三聖母低下頭,月光下她的嘴角浮起一絲極淡極柔的笑意。那笑意不是羞澀,不是感動,而是一種極篤定極安穩的釋然。她在華山底下等了百餘年,等一個敢碰她神像的人;她在山神廟中問了兩次“你是來救我的嗎”,那個和尚的回答只有極簡短的一個字——是。今夜她問了他取經回來之後有什麼打算,他說了“家”這個字。她用指尖輕輕撥了撥溪水,看著水中月亮被攪成千萬片碎銀,又緩緩聚攏成一輪完整的圓。然後她站起身,赤足踩在清涼的溪水中,對唐格行了一個極鄭重極標準的花禮,那份鄭重與當日在華山山神廟中對他神念說話時一模一樣,只是這一回她不是在求救,而是在道謝——謝謝你給了我一個可以稱之為家的地方。
“唐長老,我在灌江口有哥哥,那是我的孃家。在華山底下沒有家,只有一塊冰冷的青石。如今在濯垢泉,我可以有一個家——不是回去的地方,是有人等我回去的地方。白姑娘說濯垢泉的杏花林邊上要種五株杏樹,一株白的,一株紫的,一株紅的,一株銀的,一株彩色的。白的歸她,紫的歸蠍子精,紅的歸玉面狐狸,銀的歸百花仙子,彩色的還不知道歸誰。我想在旁邊種一株蘭花——不是杏樹,是蘭花。灌江口窗外那種淡紫色的華山野蘭。寶蓮燈的光能照亮杏花,也能照亮蘭花。”唐格微微點頭,說那株蘭花便是你在濯垢泉的根。杏樹有杏樹的香,蘭花有蘭花的幽,百花圃裡每一種花都有自己該開的地方。你的蘭花在灌江口等了你太久,如今也該換一片更暖的土了。三聖母將寶蓮燈從袖中取出,輕輕放在唐格手中。她說這盞燈先放在長老這裡——等盂蘭盆會的事了了,等灌江口的蘭花開了,等濯垢泉的杏花林裡多了一株蘭花,她再來取回這盞燈。到那時這盞燈便不只是母親的遺物,也是取經天團的信物,是濯垢泉的燈火。唐格接過寶蓮燈,雙手合十,那份鄭重與當日在枯谷中接過百花仙子那碗百花精華時一模一樣。他說一言為定。等盂蘭盆會的事了了,這盞燈便在濯垢泉的杏花林邊上還給你。屆時你種你的蘭花,杏仙彈她的琴,紫蛛女蕩她的鞦韆,缺耳小狐編他的同心結,靈兒寫她的信。貧僧在篝火邊替你們溫酒——不是杏花酒,是百花精華兌的新釀,蠍子精說那酒太淡,但配蘭花正好。
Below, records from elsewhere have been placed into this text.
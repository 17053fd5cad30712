//! Type Layer
//!
//! The catalogue of data kinds, the cast graph between them, and function
//! overload resolution. None of this runs during evaluation: the front end
//! consults it while building nodes, to decide which definition a call
//! means and which conversion nodes to insert in front of its arguments.

mod cast;
mod function;
mod value;

use std::fmt;

use serde::{Deserialize, Serialize};

pub use cast::{CastRegistry, CastRule, Conversion};
pub use function::{Behavior, FunctionDef, FunctionGroup, Resolution};
pub use value::{Additive, Bitwise, Comparable, FloatingPoint, Multiplicative, Value};

/// A kind of value or trigger a node can produce.
#[derive(Debug, Clone, Copy, PartialEq, Eq, Hash, PartialOrd, Ord, Serialize, Deserialize)]
pub enum DataType {
    Bool,
    Int,
    Double,
    Text,
    Trigger,
}

impl DataType {
    /// Every type in the catalogue.
    pub const ALL: [DataType; 5] = [
        DataType::Bool,
        DataType::Int,
        DataType::Double,
        DataType::Text,
        DataType::Trigger,
    ];

    pub fn is_trigger(&self) -> bool {
        matches!(self, DataType::Trigger)
    }
}

impl fmt::Display for DataType {
    fn fmt(&self, f: &mut fmt::Formatter<'_>) -> fmt::Result {
        let name = match self {
            DataType::Bool => "Bool",
            DataType::Int => "Int",
            DataType::Double => "Double",
            DataType::Text => "Text",
            DataType::Trigger => "Trigger",
        };
        f.write_str(name)
    }
}
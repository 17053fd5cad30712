//! Reactive Runtime
//!
//! This module drives propagation over the dependency graph: the [`Engine`]
//! that owns a graph and runs passes, the rule traits derived nodes compute
//! with, and the finalization machinery that notifies observers.
//!
//! # Concepts
//!
//! ## Value nodes
//!
//! An input, constant or formula holding an optional [`crate::Value`]. A
//! formula recomputes from its parents through a [`ValueRule`] and only
//! counts as changed when the new value differs from the old one.
//!
//! ## Triggers
//!
//! A node with a transient "provoked" flag. It fires during the Eval stage
//! of a pass and is reset during finalization, so every reader sees the same
//! state for the whole pass. Whether a derived trigger fires is decided by
//! its [`TriggerRule`].
//!
//! ## Passes
//!
//! External writes are staged and coalesced until [`Engine::run_pass`],
//! which settles depths, evaluates pending nodes lowest depth first and then
//! finalizes. Each node is evaluated at most once per pass, after all of its
//! parents, so no node ever sees a mix of stale and fresh inputs.

mod engine;
mod finalize;
mod node_spec;
mod report;
mod rule;
mod shared;

pub use engine::Engine;
pub use finalize::{Callback, Edit, EditQueue, Notification, ObserverId};
pub use node_spec::NodeSpec;
pub use report::{PassEvent, PassLogger, PassReport, Phase, RecordingLogger};
pub use rule::{Arg, TriggerRule, ValueRule};
pub use shared::SharedEngine;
三聖母站在溪水中,月光灑在她身上,將她那身素衣映得如同剛從華山山腹中走出時那般潔白。她低頭看著自己手腕上那條銀白手鍊,手鍊上的狐毛在夜風中輕輕搖曳,將她腕上那圈青紫勒痕遮得嚴嚴實實。然後她邁出溪水,赤足踏在微涼的青石上,朝營地走去。走出幾步又回頭,對著唐格微微一笑,說我方才問你的問題我自己其實已經想好了答案。以前我覺得家是灌江口那間能看到江水的房間,後來我覺得家是華山底下那盞寶蓮燈,今夜我知道了——家是一群在篝火邊等你回去的人。